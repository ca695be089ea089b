//! Multi-agent murder mystery engine.
//!
//! This crate provides:
//! - Knowledge packs: immutable case definitions with a hidden solution
//! - A two-phase AI scenario generator with concurrent persona fan-out
//! - Per-suspect interrogation agents with stress and accidental clue reveals
//! - A game master coordinating turns over an in-memory state store
//! - Optional voice synthesis and crime scene imagery
//!
//! # Quick Start
//!
//! ```ignore
//! use mystery_core::{GameService, OpenAiChat};
//! use std::sync::Arc;
//!
//! #[tokio::main]
//! async fn main() -> Result<(), Box<dyn std::error::Error>> {
//!     let client = openai::OpenAi::from_env()?;
//!     let agents = Arc::new(OpenAiChat::new(client.clone(), 0.8));
//!     let generator = Arc::new(OpenAiChat::new(client, 0.9));
//!
//!     let service = GameService::builder(agents, generator).build();
//!     let game = service.start_default("demo").await?;
//!     println!("{}", game.info.intro_message);
//!
//!     let turn = service
//!         .chat("demo", "tom", "Where were you on Sunday evening?", None)
//!         .await?;
//!     println!("{}: {}", turn.character_name, turn.reply);
//!     Ok(())
//! }
//! ```

pub mod agents;
pub mod clue;
pub mod generator;
pub mod image;
pub mod llm;
pub mod progress;
pub mod prompts;
pub mod scenario;
pub mod service;
pub mod state;
pub mod store;
pub mod testing;
pub mod voice;

// Primary public API
pub use agents::{GameInfo, GameMaster, PersonaInfo, TurnError, TurnResponse};
pub use generator::{Difficulty, GenerationError, ScenarioGenerator};
pub use llm::{ChatModel, LlmError, ModelError, OpenAiChat, SchemaValidationError};
pub use scenario::{builtin_pack, Character, ConfigurationError, KnowledgePack, Solution, Victim};
pub use service::{new_game_id, GameService, ServiceError, StartedGame};
pub use state::{GameState, MessageEntry, Speaker};
pub use store::GameStateStore;
pub use testing::{MockModel, RecordingProgress, TestHarness};
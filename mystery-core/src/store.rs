//! In-memory game-state store with per-game mutual exclusion.
//!
//! The coordinator owns one store and is its sole mutator. Each game's
//! state sits behind its own async mutex: turns within one game are
//! strictly sequential, while games never contend with each other.
//! Everything here is memory-resident and lost on process shutdown.

use crate::state::GameState;
use std::collections::HashMap;
use std::sync::{Arc, Mutex as StdMutex};
use tokio::sync::Mutex;

/// Handle to one game's lockable state.
pub type GameSlot = Arc<Mutex<GameState>>;

/// Process-wide map from game id to game state.
#[derive(Default)]
pub struct GameStateStore {
    slots: StdMutex<HashMap<String, GameSlot>>,
}

impl GameStateStore {
    pub fn new() -> Self {
        Self::default()
    }

    /// Insert (or overwrite) the state for a game and return its slot.
    pub fn create(&self, state: GameState) -> GameSlot {
        let slot = Arc::new(Mutex::new(state.clone()));
        let mut slots = self.slots.lock().unwrap_or_else(|e| e.into_inner());
        slots.insert(state.game_id.clone(), Arc::clone(&slot));
        slot
    }

    /// The slot for a game, if it exists.
    pub fn get(&self, game_id: &str) -> Option<GameSlot> {
        let slots = self.slots.lock().unwrap_or_else(|e| e.into_inner());
        slots.get(game_id).cloned()
    }

    /// The slot for a game, creating fresh state via `init` if absent.
    pub fn get_or_create(&self, game_id: &str, init: impl FnOnce() -> GameState) -> GameSlot {
        let mut slots = self.slots.lock().unwrap_or_else(|e| e.into_inner());
        slots
            .entry(game_id.to_string())
            .or_insert_with(|| Arc::new(Mutex::new(init())))
            .clone()
    }

    /// A snapshot of the current state for a game.
    pub async fn snapshot(&self, game_id: &str) -> Option<GameState> {
        let slot = self.get(game_id)?;
        let state = slot.lock().await;
        Some(state.clone())
    }

    /// Drop a game's state. Returns whether anything was removed.
    pub fn remove(&self, game_id: &str) -> bool {
        let mut slots = self.slots.lock().unwrap_or_else(|e| e.into_inner());
        slots.remove(game_id).is_some()
    }

    pub fn contains(&self, game_id: &str) -> bool {
        let slots = self.slots.lock().unwrap_or_else(|e| e.into_inner());
        slots.contains_key(game_id)
    }

    pub fn len(&self) -> usize {
        let slots = self.slots.lock().unwrap_or_else(|e| e.into_inner());
        slots.len()
    }

    pub fn is_empty(&self) -> bool {
        self.len() == 0
    }
}
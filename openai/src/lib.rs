//! Minimal OpenAI Chat Completions client.
//!
//! This crate provides a focused client for the Chat Completions API with:
//! - Plain text completions
//! - Schema-constrained JSON output via `response_format: json_schema`

use reqwest::header::{HeaderMap, HeaderValue, AUTHORIZATION, CONTENT_TYPE};
use serde::{Deserialize, Serialize};
use thiserror::Error;

const API_BASE: &str = "https://api.openai.com/v1";
const DEFAULT_MODEL: &str = "gpt-4o-mini";

/// Errors that can occur when using the OpenAI client.
#[derive(Debug, Error)]
pub enum Error {
    #[error("API key not configured")]
    NoApiKey,

    #[error("Network error: {0}")]
    Network(String),

    #[error("API error (status {status}): {message}")]
    Api { status: u16, message: String },

    #[error("Failed to parse response: {0}")]
    Parse(String),

    #[error("Response contained no choices")]
    Empty,

    #[error("Invalid configuration: {0}")]
    Config(String),
}

/// OpenAI Chat Completions client.
#[derive(Clone)]
pub struct OpenAi {
    client: reqwest::Client,
    api_key: String,
    base_url: String,
    model: String,
}

impl OpenAi {
    /// Create a new client with the given API key.
    pub fn new(api_key: impl Into<String>) -> Self {
        Self {
            client: reqwest::Client::builder()
                .timeout(std::time::Duration::from_secs(120))
                .connect_timeout(std::time::Duration::from_secs(30))
                .build()
                .expect("Failed to build HTTP client"),
            api_key: api_key.into(),
            base_url: API_BASE.to_string(),
            model: DEFAULT_MODEL.to_string(),
        }
    }

    /// Create a client from the OPENAI_API_KEY environment variable.
    pub fn from_env() -> Result<Self, Error> {
        let api_key = std::env::var("OPENAI_API_KEY").map_err(|_| Error::NoApiKey)?;
        Ok(Self::new(api_key))
    }

    /// Set the default model for this client.
    pub fn with_model(mut self, model: impl Into<String>) -> Self {
        self.model = model.into();
        self
    }

    /// Override the API base URL (for proxies and compatible endpoints).
    pub fn with_base_url(mut self, base_url: impl Into<String>) -> Self {
        self.base_url = base_url.into();
        self
    }

    /// Send a completion request and return the assistant's reply.
    pub async fn complete(&self, request: Request) -> Result<Response, Error> {
        let api_request = self.build_api_request(&request);
        let headers = self.build_headers()?;

        let response = self
            .client
            .post(format!("{}/chat/completions", self.base_url))
            .headers(headers)
            .json(&api_request)
            .send()
            .await
            .map_err(|e| Error::Network(e.to_string()))?;

        if !response.status().is_success() {
            let status = response.status().as_u16();
            let body = response.text().await.unwrap_or_default();
            return Err(Error::Api {
                status,
                message: body,
            });
        }

        let api_response: ApiResponse = response
            .json()
            .await
            .map_err(|e| Error::Parse(e.to_string()))?;

        parse_response(api_response)
    }

    fn build_headers(&self) -> Result<HeaderMap, Error> {
        let mut headers = HeaderMap::new();
        headers.insert(CONTENT_TYPE, HeaderValue::from_static("application/json"));
        headers.insert(
            AUTHORIZATION,
            HeaderValue::from_str(&format!("Bearer {}", self.api_key))
                .map_err(|e| Error::Config(format!("Invalid API key: {e}")))?,
        );
        Ok(headers)
    }

    fn build_api_request(&self, request: &Request) -> ApiRequest {
        let mut messages = Vec::new();
        if let Some(ref system) = request.system {
            messages.push(ApiMessage {
                role: "system".to_string(),
                content: system.clone(),
            });
        }
        messages.extend(request.messages.iter().map(|m| ApiMessage {
            role: match m.role {
                Role::User => "user".to_string(),
                Role::Assistant => "assistant".to_string(),
            },
            content: m.content.clone(),
        }));

        ApiRequest {
            model: request.model.clone().unwrap_or_else(|| self.model.clone()),
            messages,
            max_tokens: request.max_tokens,
            temperature: request.temperature,
            response_format: request.response_format.as_ref().map(|f| match f {
                ResponseFormat::JsonSchema { name, schema } => ApiResponseFormat {
                    r#type: "json_schema".to_string(),
                    json_schema: Some(ApiJsonSchema {
                        name: name.clone(),
                        schema: schema.clone(),
                        strict: true,
                    }),
                },
                ResponseFormat::JsonObject => ApiResponseFormat {
                    r#type: "json_object".to_string(),
                    json_schema: None,
                },
            }),
        }
    }
}

fn parse_response(api_response: ApiResponse) -> Result<Response, Error> {
    let choice = api_response.choices.into_iter().next().ok_or(Error::Empty)?;

    let finish_reason = match choice.finish_reason.as_deref() {
        Some("length") => FinishReason::Length,
        Some("content_filter") => FinishReason::ContentFilter,
        _ => FinishReason::Stop,
    };

    Ok(Response {
        content: choice.message.content.unwrap_or_default(),
        model: api_response.model,
        finish_reason,
        usage: Usage {
            prompt_tokens: api_response.usage.prompt_tokens,
            completion_tokens: api_response.usage.completion_tokens,
        },
    })
}

// ============================================================================
// Public types
// ============================================================================

/// A completion request.
#[derive(Debug, Clone)]
pub struct Request {
    pub model: Option<String>,
    pub system: Option<String>,
    pub messages: Vec<Message>,
    pub max_tokens: Option<usize>,
    pub temperature: Option<f32>,
    pub response_format: Option<ResponseFormat>,
}

impl Request {
    /// Create a new request with the given messages.
    pub fn new(messages: Vec<Message>) -> Self {
        Self {
            model: None,
            system: None,
            messages,
            max_tokens: None,
            temperature: None,
            response_format: None,
        }
    }

    pub fn with_model(mut self, model: impl Into<String>) -> Self {
        self.model = Some(model.into());
        self
    }

    pub fn with_system(mut self, system: impl Into<String>) -> Self {
        self.system = Some(system.into());
        self
    }

    pub fn with_max_tokens(mut self, max_tokens: usize) -> Self {
        self.max_tokens = Some(max_tokens);
        self
    }

    pub fn with_temperature(mut self, temperature: f32) -> Self {
        self.temperature = Some(temperature);
        self
    }

    /// Constrain the reply to a JSON schema.
    ///
    /// The model is forced to emit a JSON document conforming to `schema`;
    /// the reply content is the serialized document.
    pub fn with_json_schema(
        mut self,
        name: impl Into<String>,
        schema: serde_json::Value,
    ) -> Self {
        self.response_format = Some(ResponseFormat::JsonSchema {
            name: name.into(),
            schema,
        });
        self
    }
}

/// A message in the conversation.
#[derive(Debug, Clone)]
pub struct Message {
    pub role: Role,
    pub content: String,
}

impl Message {
    /// Create a user message.
    pub fn user(content: impl Into<String>) -> Self {
        Self {
            role: Role::User,
            content: content.into(),
        }
    }

    /// Create an assistant message.
    pub fn assistant(content: impl Into<String>) -> Self {
        Self {
            role: Role::Assistant,
            content: content.into(),
        }
    }
}

/// The role of a message sender.
#[derive(Debug, Clone, Copy, PartialEq, Eq)]
pub enum Role {
    User,
    Assistant,
}

/// Output format constraints.
#[derive(Debug, Clone)]
pub enum ResponseFormat {
    /// Schema-constrained decoding (strict).
    JsonSchema {
        name: String,
        schema: serde_json::Value,
    },
    /// Any syntactically valid JSON object.
    JsonObject,
}

/// A completion response.
#[derive(Debug, Clone)]
pub struct Response {
    /// The assistant's reply text (serialized JSON when a schema was set).
    pub content: String,
    pub model: String,
    pub finish_reason: FinishReason,
    pub usage: Usage,
}

/// Why the model stopped generating.
#[derive(Debug, Clone, Copy, PartialEq, Eq)]
pub enum FinishReason {
    Stop,
    Length,
    ContentFilter,
}

/// Token usage information.
#[derive(Debug, Clone)]
pub struct Usage {
    pub prompt_tokens: usize,
    pub completion_tokens: usize,
}

// ============================================================================
// Internal API types
// ============================================================================

#[derive(Debug, Serialize)]
struct ApiRequest {
    model: String,
    messages: Vec<ApiMessage>,
    #[serde(skip_serializing_if = "Option::is_none")]
    max_tokens: Option<usize>,
    #[serde(skip_serializing_if = "Option::is_none")]
    temperature: Option<f32>,
    #[serde(skip_serializing_if = "Option::is_none")]
    response_format: Option<ApiResponseFormat>,
}

#[derive(Debug, Serialize)]
struct ApiMessage {
    role: String,
    content: String,
}

#[derive(Debug, Serialize)]
struct ApiResponseFormat {
    r#type: String,
    #[serde(skip_serializing_if = "Option::is_none")]
    json_schema: Option<ApiJsonSchema>,
}

#[derive(Debug, Serialize)]
struct ApiJsonSchema {
    name: String,
    schema: serde_json::Value,
    strict: bool,
}

#[derive(Debug, Deserialize)]
struct ApiResponse {
    model: String,
    choices: Vec<ApiChoice>,
    usage: ApiUsage,
}

#[derive(Debug, Deserialize)]
struct ApiChoice {
    message: ApiChoiceMessage,
    finish_reason: Option<String>,
}

#[derive(Debug, Deserialize)]
struct ApiChoiceMessage {
    content: Option<String>,
}

#[derive(Debug, Deserialize)]
struct ApiUsage {
    #[serde(default)]
    prompt_tokens: usize,
    #[serde(default)]
    completion_tokens: usize,
}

· · · · ·

- [Activity]: Please count up the lines above that include the string "reqwest" and respond with the total alone.

- [Response to this exercise]: 3